Exercise goal
Reproduce exactly, from the data that follows, the line with "self.next_u32() % max", the line with "Create a generator", and every line that lies between them.

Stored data
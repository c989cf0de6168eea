//! Hex Dominion Runner
//!
//! Drives automated players through their turns at a watchable pace. The
//! loop plays one turn at a time, hands control back as soon as a human
//! player is up, and can be asked to pause between turns.
//!
//! ```ignore
//! let auto = AutoPlay::new(scheduler);
//! match auto.run().await? {
//!     LoopExit::WaitingForHuman(player) => { /* wait for input */ }
//!     LoopExit::GameOver(winner) => { /* show results */ }
//!     _ => {}
//! }
//! ```

pub mod pacer;

use hex_dominion_core::{ActorKind, GameError, GamePhase, PlayerId, TurnScheduler};
use pacer::RunningGuard;
use std::sync::atomic::{AtomicBool, Ordering};
use std::sync::Arc;
use tokio::sync::Mutex;
use tracing::{debug, info};

/// Why [`AutoPlay::run`] returned.
#[derive(Clone, Copy, Debug, PartialEq, Eq)]
pub enum LoopExit {
    /// Another run was already in flight; nothing was played.
    AlreadyRunning,
    /// A pause was requested and honored at a turn boundary.
    Paused,
    /// The current player is controlled by a human.
    WaitingForHuman(PlayerId),
    /// The game has ended with this winner.
    GameOver(PlayerId),
}

/// Errors from the turn loop.
#[derive(Debug, thiserror::Error)]
pub enum RunnerError {
    #[error(transparent)]
    Game(#[from] GameError),
}

/// Shared handle to a scheduler played by automated actors.
///
/// Cloning the handle shares the scheduler and both flags.
#[derive(Clone)]
pub struct AutoPlay {
    scheduler: Arc<Mutex<TurnScheduler>>,
    running: Arc<AtomicBool>,
    pause: Arc<AtomicBool>,
}

impl AutoPlay {
    pub fn new(scheduler: TurnScheduler) -> Self {
        Self {
            scheduler: Arc::new(Mutex::new(scheduler)),
            running: Arc::new(AtomicBool::new(false)),
            pause: Arc::new(AtomicBool::new(false)),
        }
    }

    /// The shared scheduler, for human input and rendering.
    pub fn scheduler(&self) -> Arc<Mutex<TurnScheduler>> {
        Arc::clone(&self.scheduler)
    }

    pub fn is_running(&self) -> bool {
        self.running.load(Ordering::Acquire)
    }

    /// Ask a running loop to stop before the next turn.
    pub fn request_pause(&self) {
        self.pause.store(true, Ordering::Release);
    }

    /// Withdraw a pause request. The loop must be started again with
    /// [`AutoPlay::run`].
    pub fn resume(&self) {
        self.pause.store(false, Ordering::Release);
    }

    pub fn is_pause_requested(&self) -> bool {
        self.pause.load(Ordering::Acquire)
    }

    /// Play automated turns until a human is up, a pause is requested or
    /// the game ends.
    ///
    /// A game still in setup is started first. Every automated turn takes
    /// at least the configured minimum turn duration.
    pub async fn run(&self) -> Result<LoopExit, RunnerError> {
        let Some(_guard) = RunningGuard::acquire(&self.running) else {
            debug!("turn loop already running");
            return Ok(LoopExit::AlreadyRunning);
        };

        let exit = loop {
            if self.is_pause_requested() {
                break LoopExit::Paused;
            }

            // The checks and the turn share one lock, so nobody can end the
            // turn in between.
            let mut scheduler = self.scheduler.lock().await;
            if scheduler.state().phase == GamePhase::Setup {
                scheduler.start()?;
            }
            if let Some((winner, _)) = scheduler.state().winner {
                break LoopExit::GameOver(winner);
            }
            if scheduler.current_actor_kind() != Some(ActorKind::Automated) {
                break LoopExit::WaitingForHuman(scheduler.state().current_player);
            }

            let min_duration = scheduler.min_turn_duration();
            let turn = async move {
                scheduler.play_automated_turn()?;
                scheduler.end_turn()
            };
            let outcome = pacer::paced(min_duration, turn).await?;
            debug!(
                player = outcome.finished,
                eliminated = outcome.eliminated.len(),
                "automated turn played"
            );
        };

        info!(?exit, "turn loop stopped");
        Ok(exit)
    }
}

impl std::fmt::Debug for AutoPlay {
    fn fmt(&self, f: &mut std::fmt::Formatter<'_>) -> std::fmt::Result {
        f.debug_struct("AutoPlay")
            .field("running", &self.is_running())
            .field("pause", &self.is_pause_requested())
            .finish_non_exhaustive()
    }
}
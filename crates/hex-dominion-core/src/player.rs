//! Player state.

use crate::types::{PlayerId, TerritoryId};
use serde::{Deserialize, Serialize};

/// A player in the game.
#[derive(Clone, Debug, PartialEq, Eq, Serialize, Deserialize)]
pub struct Player {
    /// Player index, also the owner index of its fields.
    pub id: PlayerId,
    /// Display name.
    pub name: String,
    /// Whether this player has been removed from the rotation.
    pub eliminated: bool,
    /// Territory the player is currently working with.
    pub selected: Option<TerritoryId>,
    /// Number of turns this player has completed.
    pub turns_taken: u32,
}

impl Player {
    /// Create a new player with default values.
    pub fn new(id: PlayerId, name: String) -> Self {
        Self {
            id,
            name,
            eliminated: false,
            selected: None,
            turns_taken: 0,
        }
    }

    /// Still taking part in the rotation?
    pub fn is_active(&self) -> bool {
        !self.eliminated
    }

    /// The first turn pays start income instead of regular income.
    pub fn is_first_turn(&self) -> bool {
        self.turns_taken == 0
    }
}
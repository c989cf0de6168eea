//! Core type aliases used throughout the crate.

/// Player index (0-7).
pub type PlayerId = u8;

/// Index of a field in the board's field arena.
pub type FieldId = usize;

/// Unique identifier for a territory. Never reused within one board.
pub type TerritoryId = u64;

/// Unique identifier for a unit. Never reused within one ledger.
pub type UnitId = u64;
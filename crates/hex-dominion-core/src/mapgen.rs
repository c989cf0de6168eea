//! Procedural board generation.
//!
//! The generator uses a seed to create reproducible boards: the same seed and
//! settings always produce the same owners on the same coordinates.

use crate::board::{Board, BoardError};
use crate::hex::HexCoord;
use crate::settings::GameSettings;
use crate::types::PlayerId;
use std::collections::BTreeMap;
use tracing::debug;

/// A deterministic random number generator using xorshift.
///
/// This simple PRNG ensures that the same seed always produces
/// the same sequence of random numbers across all platforms.
#[derive(Clone, Debug)]
pub struct SeededRng {
    state: u64,
}

impl SeededRng {
    /// Create a new RNG from a 32-byte seed.
    pub fn from_seed(seed: &[u8; 32]) -> Self {
        // FNV-1a over the seed bytes
        let mut state: u64 = 0xcbf2_9ce4_8422_2325;
        for &byte in seed {
            state ^= u64::from(byte);
            state = state.wrapping_mul(0x0100_0000_01b3);
        }
        // xorshift gets stuck on zero
        if state == 0 {
            state = 0x853c_49e6_748f_ea9b;
        }
        Self { state }
    }

    /// Generate next random u64 (xorshift64*).
    pub fn next_u64(&mut self) -> u64 {
        self.state ^= self.state >> 12;
        self.state ^= self.state << 25;
        self.state ^= self.state >> 27;
        self.state.wrapping_mul(0x2545_F491_4F6C_DD1D)
    }

    /// Generate a random u32.
    pub fn next_u32(&mut self) -> u32 {
        (self.next_u64() >> 32) as u32
    }

    /// Generate a random number in range [0, max).
    pub fn next_range(&mut self, max: u32) -> u32 {
        if max == 0 {
            return 0;
        }
        self.next_u32() % max
    }
}

/// Generates boards from a seed.
pub struct BoardGenerator {
    rng: SeededRng,
    width: u32,
    height: u32,
    player_count: u8,
}

impl BoardGenerator {
    /// Create a generator for the board described by `settings`.
    pub fn new(seed: [u8; 32], settings: &GameSettings) -> Self {
        let (width, height) = settings.board_dimensions();
        Self {
            rng: SeededRng::from_seed(&seed),
            width,
            height,
            player_count: settings.player_count,
        }
    }

    /// Centers of the start clusters, spaced evenly along the middle row.
    pub fn start_positions(&self) -> Vec<HexCoord> {
        let n = u32::from(self.player_count);
        let row = (self.height / 2) as i32;
        (0..n)
            .map(|p| HexCoord::new(((2 * p + 1) * self.width / (2 * n)) as i32, row))
            .collect()
    }

    fn in_bounds(&self, coord: &HexCoord) -> bool {
        (0..self.width as i32).contains(&coord.q) && (0..self.height as i32).contains(&coord.r)
    }

    /// Generate a complete board.
    ///
    /// Every field gets a random owner, then each player receives a radius-1
    /// cluster around its start position so it begins with at least one
    /// controllable territory.
    pub fn generate(&mut self) -> Result<Board, BoardError> {
        let players = u32::from(self.player_count);
        let mut owners: BTreeMap<HexCoord, PlayerId> = BTreeMap::new();
        for r in 0..self.height as i32 {
            for q in 0..self.width as i32 {
                let owner = self.rng.next_range(players) as PlayerId;
                owners.insert(HexCoord::new(q, r), owner);
            }
        }

        for (player, center) in self.start_positions().into_iter().enumerate() {
            for coord in center.hexes_in_radius(1) {
                if self.in_bounds(&coord) {
                    owners.insert(coord, player as PlayerId);
                }
            }
        }

        let board = Board::from_owners(owners)?;
        debug!(
            width = self.width,
            height = self.height,
            territories = board.territory_count(),
            "board generated"
        );
        Ok(board)
    }
}
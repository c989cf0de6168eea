//! Territories: maximal connected groups of same-owner fields.
//!
//! A territory is the unit of economy. Only controllable territories (more
//! than one field) earn income, pay salaries, or host units.

use crate::settings::EconomyRates;
use crate::types::{FieldId, PlayerId, TerritoryId};
use serde::{Deserialize, Serialize};
use std::collections::BTreeSet;

/// A maximal connected region of fields owned by one player.
#[derive(Clone, Debug, PartialEq, Eq, Serialize, Deserialize)]
pub struct Territory {
    /// Unique identifier.
    pub id: TerritoryId,
    /// Owning player.
    pub owner: PlayerId,
    /// Member fields. Never empty while the territory is registered on a board.
    pub fields: BTreeSet<FieldId>,
    /// Treasury. Negative only transiently, before bankruptcy is enforced.
    pub money: i32,
}

impl Territory {
    /// Create a territory with an empty treasury.
    pub fn new(id: TerritoryId, owner: PlayerId, fields: BTreeSet<FieldId>) -> Self {
        Self {
            id,
            owner,
            fields,
            money: 0,
        }
    }

    /// Number of member fields.
    pub fn size(&self) -> usize {
        self.fields.len()
    }

    /// Does the field belong to this territory?
    pub fn contains(&self, field: FieldId) -> bool {
        self.fields.contains(&field)
    }

    /// Territories with more than one field can earn money and host units.
    pub fn is_controllable(&self) -> bool {
        self.fields.len() > 1
    }

    /// Regular per-turn income.
    pub fn income(&self, rates: &EconomyRates) -> i32 {
        self.fields.len() as i32 * rates.income_per_field
    }

    /// Income granted on the owner's first turn of the game.
    pub fn start_income(&self, rates: &EconomyRates) -> i32 {
        self.fields.len() as i32 * rates.start_income_per_field
    }

    /// Credit the first-turn income.
    pub fn on_turn_start(&mut self, rates: &EconomyRates) {
        if self.is_controllable() {
            self.money += self.start_income(rates);
        }
    }

    /// Book one regular turn: income minus `salaries`.
    pub fn on_turn(&mut self, rates: &EconomyRates, salaries: i32) {
        if self.is_controllable() {
            self.money += self.income(rates) - salaries;
        }
    }

    /// Has the treasury gone negative?
    pub fn is_bankrupt(&self) -> bool {
        self.money < 0
    }

    /// Can the treasury pay `amount`?
    pub fn can_afford(&self, amount: u32) -> bool {
        i64::from(self.money) >= i64::from(amount)
    }
}

#[cfg(test)]
mod tests {
    use super::*;

    fn territory(fields: &[FieldId]) -> Territory {
        Territory::new(1, 0, fields.iter().copied().collect())
    }

    #[test]
    fn test_controllable() {
        assert!(!territory(&[0]).is_controllable());
        assert!(territory(&[0, 1]).is_controllable());
    }

    #[test]
    fn test_income() {
        let rates = EconomyRates::default();
        let t = territory(&[0, 1, 2, 3]);
        assert_eq!(t.income(&rates), 4);
        assert_eq!(t.start_income(&rates), 20);
    }

    #[test]
    fn test_on_turn_start() {
        let rates = EconomyRates::default();
        let mut t = territory(&[0, 1, 2]);
        t.on_turn_start(&rates);
        assert_eq!(t.money, 15);
    }

    #[test]
    fn test_on_turn_pays_salaries() {
        let rates = EconomyRates::default();
        let mut t = territory(&[0, 1, 2]);
        t.money = 10;
        t.on_turn(&rates, 2);
        assert_eq!(t.money, 11);

        t.on_turn(&rates, 20);
        assert_eq!(t.money, -6);
        assert!(t.is_bankrupt());
    }

    #[test]
    fn test_uncontrollable_neither_earns_nor_pays() {
        let rates = EconomyRates::default();
        let mut t = territory(&[7]);
        t.on_turn_start(&rates);
        t.on_turn(&rates, 100);
        assert_eq!(t.money, 0);
    }

    #[test]
    fn test_can_afford() {
        let mut t = territory(&[0, 1]);
        t.money = 10;
        assert!(t.can_afford(10));
        assert!(!t.can_afford(11));
        t.money = -1;
        assert!(!t.can_afford(0));
    }
}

Answer space
        self.next_u32() % max
    }
}

/// Generates boards from a seed.
pub struct BoardGenerator {
    rng: SeededRng,
    width: u32,
    height: u32,
    player_count: u8,
}

impl BoardGenerator {
    /// Create a generator for the board described by `settings`.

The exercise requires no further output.